Recorded data
....
use chrono::Utc;
use sqlx::PgPool;
use storage::{
    dto::report::{AthleteIdentity, Report, ReportQuery},
    error::StorageError,
    models::Athlete,
    repository::{AthleteRepository, TeamRepository},
    services::{
        authorization::{Permission, Resource},
        report,
    },
};
use uuid::Uuid;

use crate::error::{ApiResult, WebError};
use crate::features::analytics::services::load_activity;
use crate::middleware::auth::{AuthUser, authorize};

async fn team_name(pool: &PgPool, athlete: &Athlete) -> ApiResult<Option<String>> {
    let Some(team_id) = athlete.team_id else {
        return Ok(None);
    };

    match TeamRepository::new(pool).find_by_id(team_id).await {
        Ok(team) => Ok(Some(team.name)),
        Err(StorageError::NotFound) => Ok(None),
        Err(e) => Err(e.into()),
    }
}

pub async fn athlete_report(
    pool: &PgPool,
    user: &AuthUser,
    athlete_id: Uuid,
    query: &ReportQuery,
) -> ApiResult<Report> {
    query.validate().map_err(WebError::BadRequest)?;

    let athlete = AthleteRepository::new(pool).find_by_id(athlete_id).await?;
    authorize(user, Permission::ViewAthlete, Resource::Athlete(&athlete))?;

    let period = query.period();
    let (records, goals) = load_activity(pool, athlete_id, athlete.sport, period).await?;
    let identity = AthleteIdentity::from_athlete(&athlete, team_name(pool, &athlete).await?);

    tracing::info!(%athlete_id, requested_by = %user.user_id(), "Athlete report generated");

    Ok(report::compose(identity, &records, &goals, period, Utc::now()))
}

/// One report per rostered athlete
pub async fn team_report(
    pool: &PgPool,
    user: &AuthUser,
    team_id: Uuid,
    query: &ReportQuery,
) -> ApiResult<Vec<Report>> {
    query.validate().map_err(WebError::BadRequest)?;

    let team = TeamRepository::new(pool).find_by_id(team_id).await?;
    authorize(user, Permission::ViewTeam, Resource::Team(&team))?;

    let period = query.period();
    let roster = AthleteRepository::new(pool).list_by_team(team_id).await?;

    let mut entries = Vec::with_capacity(roster.len());
    for athlete in &roster {
        let (records, goals) =
            load_activity(pool, athlete.athlete_id, athlete.sport, period).await?;
        let identity = AthleteIdentity::from_athlete(athlete, Some(team.name.clone()));
        entries.push((identity, records, goals));
    }

    let reports = report::team_reports(
        entries
            .iter()
            .map(|(identity, records, goals)| {
                (identity.clone(), records.as_slice(), goals.as_slice())
            }),
        period,
        Utc::now(),
    );

    tracing::info!(%team_id, reports = reports.len(), "Team report generated");

    Ok(reports)
}
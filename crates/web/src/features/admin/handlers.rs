use axum::{
    Extension, Json,
    extract::State,
    response::{IntoResponse, Response},
};
use storage::{Database, dto::goal::OverdueSweepResponse};

use crate::error::WebError;
use crate::middleware::auth::AuthUser;

use super::services;

#[utoipa::path(
    post,
    path = "/api/admin/goals/refresh-overdue",
    security(
        ("bearer_auth" = [])
    ),
    responses(
        (status = 200, description = "Number of goals marked overdue", body = OverdueSweepResponse),
        (status = 403, description = "Admins only")
    ),
    tag = "admin"
)]
pub async fn refresh_overdue(
    State(db): State<Database>,
    Extension(user): Extension<AuthUser>,
) -> Result<Response, WebError> {
    let sweep = services::refresh_overdue(db.pool(), &user).await?;

    Ok(Json(sweep).into_response())
}
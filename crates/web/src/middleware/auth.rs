//! Bearer-token authentication.
//!
//! Tokens are HS256 JWTs minted by the identity provider; `sub` carries the
//! user id. The middleware resolves it to a `users` row and stores it in the
//! request extensions for handlers to pick up with `Extension<AuthUser>`.

use std::sync::Arc;

use axum::{
    extract::{Request, State},
    http::{HeaderMap, header},
    middleware::Next,
    response::Response,
};
use jsonwebtoken::{Algorithm, DecodingKey, Validation, decode};
use serde::{Deserialize, Serialize};
use storage::{
    Database,
    error::StorageError,
    models::User,
    repository::UserRepository,
    services::authorization::{Actor, Permission, Resource, is_allowed},
};
use uuid::Uuid;

use crate::error::WebError;

#[derive(Debug, Serialize, Deserialize)]
pub struct Claims {
    /// Subject (user ID)
    pub sub: Uuid,
    /// Expiration
    pub exp: i64,
    /// Issued at
    #[serde(default)]
    pub iat: Option<i64>,
}

#[derive(Clone)]
pub struct TokenVerifier {
    key: DecodingKey,
    validation: Validation,
}

impl TokenVerifier {
    pub fn new(secret: &str) -> Self {
        Self {
            key: DecodingKey::from_secret(secret.as_bytes()),
            validation: Validation::new(Algorithm::HS256),
        }
    }

    /// Returns the user id the token was issued for.
    pub fn verify(&self, token: &str) -> Result<Uuid, WebError> {
        decode::<Claims>(token, &self.key, &self.validation)
            .map(|data| data.claims.sub)
            .map_err(|e| {
                tracing::warn!("Rejected bearer token: {}", e);
                WebError::Unauthorized
            })
    }
}

#[derive(Clone)]
pub struct AuthState {
    pub db: Database,
    pub verifier: Arc<TokenVerifier>,
}

impl AuthState {
    pub fn new(db: Database, secret: &str) -> Self {
        Self {
            db,
            verifier: Arc::new(TokenVerifier::new(secret)),
        }
    }
}

/// The caller, loaded from the token subject.
#[derive(Debug, Clone)]
pub struct AuthUser(pub User);

impl AuthUser {
    pub fn actor(&self) -> Actor {
        Actor::from(&self.0)
    }

    pub fn user_id(&self) -> Uuid {
        self.0.user_id
    }
}

fn bearer_token(headers: &HeaderMap) -> Option<&str> {
    headers
        .get(header::AUTHORIZATION)
        .and_then(|h| h.to_str().ok())
        .and_then(|value| value.strip_prefix("Bearer "))
        .map(str::trim)
        .filter(|token| !token.is_empty())
}

pub async fn require_auth(
    State(state): State<AuthState>,
    mut req: Request,
    next: Next,
) -> Result<Response, WebError> {
    let token = bearer_token(req.headers()).ok_or(WebError::Unauthorized)?;
    let user_id = state.verifier.verify(token)?;

    let user = UserRepository::new(state.db.pool())
        .find_by_id(user_id)
        .await
        .map_err(|e| match e {
            StorageError::NotFound => {
                tracing::warn!(%user_id, "Token subject has no user record");
                WebError::Unauthorized
            }
            other => WebError::from(other),
        })?;

    req.extensions_mut().insert(AuthUser(user));

    Ok(next.run(req).await)
}

/// Fails with `Forbidden` unless the policy allows the action.
pub fn authorize(
    user: &AuthUser,
    permission: Permission,
    resource: Resource<'_>,
) -> Result<(), WebError> {
    let actor = user.actor();
    if is_allowed(&actor, permission, resource) {
        return Ok(());
    }

    tracing::warn!(
        user_id = %actor.user_id,
        role = ?actor.role,
        ?permission,
        "Permission denied"
    );
    Err(WebError::Forbidden)
}
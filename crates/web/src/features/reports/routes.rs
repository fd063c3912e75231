use axum::{Router, routing::get};
use storage::Database;

use super::handlers::{athlete_report, team_report};

pub fn routes() -> Router<Database> {
    Router::new()
        .route("/athletes/:id/report", get(athlete_report))
        .route("/teams/:team_id/report", get(team_report))
}
use std::collections::BTreeMap;

use chrono::NaiveDate;
use serde::{Deserialize, Serialize};
use utoipa::{IntoParams, ToSchema};
use uuid::Uuid;

use super::goal::GoalProgressRollup;
use crate::models::Sport;

/// Inclusive date window a summary or report covers. Open ends are unbounded.
#[derive(Debug, Clone, Copy, Default, PartialEq, Eq, Serialize, Deserialize, ToSchema)]
pub struct ReportPeriod {
    pub from: Option<NaiveDate>,
    pub to: Option<NaiveDate>,
}

#[derive(Debug, Clone, Default, Deserialize, IntoParams)]
#[into_params(parameter_in = Query)]
pub struct AnalyticsQuery {
    pub from: Option<NaiveDate>,
    pub to: Option<NaiveDate>,
    /// Defaults to the athlete's (or team's) sport
    pub sport: Option<Sport>,
}

impl AnalyticsQuery {
    pub fn validate(&self) -> Result<(), String> {
        if let (Some(from), Some(to)) = (self.from, self.to)
            && from > to
        {
            return Err("from must not be after to".to_string());
        }
        Ok(())
    }

    pub fn period(&self) -> ReportPeriod {
        ReportPeriod {
            from: self.from,
            to: self.to,
        }
    }
}

/// Aggregated statistics over a set of metric records for one athlete.
///
/// `breakdown` is absent when there are no records or the sport has no
/// defined field set.
#[derive(Debug, Clone, Default, PartialEq, Serialize, Deserialize, ToSchema)]
pub struct AnalyticsSummary {
    pub total_games: usize,
    #[serde(default, skip_serializing_if = "Option::is_none")]
    pub breakdown: Option<SportBreakdown>,
}

#[derive(Debug, Clone, PartialEq, Serialize, Deserialize, ToSchema)]
#[serde(tag = "sport", rename_all = "lowercase")]
pub enum SportBreakdown {
    Basketball(BasketballBreakdown),
    Soccer(SoccerBreakdown),
    Football(FootballBreakdown),
}

#[derive(Debug, Clone, PartialEq, Serialize, Deserialize, ToSchema)]
pub struct BasketballBreakdown {
    pub average_points: f64,
    pub average_rebounds: f64,
    pub average_assists: f64,
    pub average_field_goal_percentage: f64,
    pub average_three_point_percentage: f64,
    pub average_free_throw_percentage: f64,
    pub best_game: BestGame,
}

/// Highest-scoring session; all-zero when no session scored.
#[derive(Debug, Clone, Default, PartialEq, Serialize, Deserialize, ToSchema)]
pub struct BestGame {
    pub record_id: Option<Uuid>,
    pub session_date: Option<NaiveDate>,
    pub opponent: Option<String>,
    pub points: u32,
    pub rebounds: u32,
    pub assists: u32,
}

#[derive(Debug, Clone, PartialEq, Serialize, Deserialize, ToSchema)]
pub struct SoccerBreakdown {
    pub total_goals: u64,
    pub total_assists: u64,
    pub average_pass_accuracy: f64,
    pub average_shots: f64,
}

#[derive(Debug, Clone, PartialEq, Serialize, Deserialize, ToSchema)]
pub struct FootballBreakdown {
    pub total_passing_yards: u64,
    pub total_rushing_yards: u64,
    pub total_touchdowns: u64,
    pub average_completion_percentage: f64,
}

/// One point of the per-session chart series.
#[derive(Debug, Clone, PartialEq, Serialize, ToSchema)]
pub struct TrendPoint {
    pub session_date: NaiveDate,
    #[schema(value_type = Object)]
    pub counters: BTreeMap<&'static str, u32>,
}

/// Per-athlete input to the team rollup.
#[derive(Debug, Clone, PartialEq, Serialize, Deserialize, ToSchema)]
pub struct AthleteAnalytics {
    pub athlete_id: Uuid,
    pub athlete_name: String,
    pub summary: AnalyticsSummary,
    pub goal_progress: GoalProgressRollup,
}

#[derive(Debug, Clone, PartialEq, Serialize, Deserialize, ToSchema)]
pub struct TeamAnalyticsSummary {
    pub sport: Sport,
    pub athlete_count: usize,
    pub average_total_games: f64,
    pub average_goal_progress: f64,
    #[serde(default, skip_serializing_if = "Option::is_none")]
    pub breakdown: Option<TeamBreakdown>,
}

#[derive(Debug, Clone, PartialEq, Serialize, Deserialize, ToSchema)]
#[serde(tag = "sport", rename_all = "lowercase")]
pub enum TeamBreakdown {
    Basketball(TeamBasketballBreakdown),
    Soccer(SoccerBreakdown),
    Football(FootballBreakdown),
}

#[derive(Debug, Clone, PartialEq, Serialize, Deserialize, ToSchema)]
pub struct TeamBasketballBreakdown {
    pub average_points: f64,
    pub average_rebounds: f64,
    pub average_assists: f64,
    pub average_field_goal_percentage: f64,
}

#[derive(Debug, Clone, Serialize, ToSchema)]
pub struct AthleteAnalyticsResponse {
    pub athlete_id: Uuid,
    pub sport: Sport,
    pub period: ReportPeriod,
    pub summary: AnalyticsSummary,
    pub goal_progress: GoalProgressRollup,
    pub trend: Vec<TrendPoint>,
}

#[derive(Debug, Clone, Serialize, ToSchema)]
pub struct TeamAnalyticsResponse {
    pub team_id: Uuid,
    pub team_name: String,
    pub period: ReportPeriod,
    pub summary: TeamAnalyticsSummary,
    pub athletes: Vec<AthleteAnalytics>,
}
....
## ABOUT THIS TASK
What is needed is an exact copy of the lines from the one containing "#[derive(Debug, Clone, PartialEq, Serialize, ToSchema)]" through the last line of the records, and nothing else.

## TASK RESULT
#[derive(Debug, Clone, PartialEq, Serialize, ToSchema)]
pub struct TrendPoint {
    pub session_date: NaiveDate,
    #[schema(value_type = Object)]
    pub counters: BTreeMap<&'static str, u32>,
}

/// Per-athlete input to the team rollup.
#[derive(Debug, Clone, PartialEq, Serialize, Deserialize, ToSchema)]
pub struct AthleteAnalytics {
    pub athlete_id: Uuid,
    pub athlete_name: String,
    pub summary: AnalyticsSummary,
    pub goal_progress: GoalProgressRollup,
}

#[derive(Debug, Clone, PartialEq, Serialize, Deserialize, ToSchema)]
pub struct TeamAnalyticsSummary {
    pub sport: Sport,
    pub athlete_count: usize,
    pub average_total_games: f64,
    pub average_goal_progress: f64,
    #[serde(default, skip_serializing_if = "Option::is_none")]
    pub breakdown: Option<TeamBreakdown>,
}

#[derive(Debug, Clone, PartialEq, Serialize, Deserialize, ToSchema)]
#[serde(tag = "sport", rename_all = "lowercase")]
pub enum TeamBreakdown {
    Basketball(TeamBasketballBreakdown),
    Soccer(SoccerBreakdown),
    Football(FootballBreakdown),
}

#[derive(Debug, Clone, PartialEq, Serialize, Deserialize, ToSchema)]
pub struct TeamBasketballBreakdown {
    pub average_points: f64,
    pub average_rebounds: f64,
    pub average_assists: f64,
    pub average_field_goal_percentage: f64,
}

#[derive(Debug, Clone, Serialize, ToSchema)]
pub struct AthleteAnalyticsResponse {
    pub athlete_id: Uuid,
    pub sport: Sport,
    pub period: ReportPeriod,
    pub summary: AnalyticsSummary,
    pub goal_progress: GoalProgressRollup,
    pub trend: Vec<TrendPoint>,
}

#[derive(Debug, Clone, Serialize, ToSchema)]
pub struct TeamAnalyticsResponse {
    pub team_id: Uuid,
    pub team_name: String,
    pub period: ReportPeriod,
    pub summary: TeamAnalyticsSummary,
    pub athletes: Vec<AthleteAnalytics>,
}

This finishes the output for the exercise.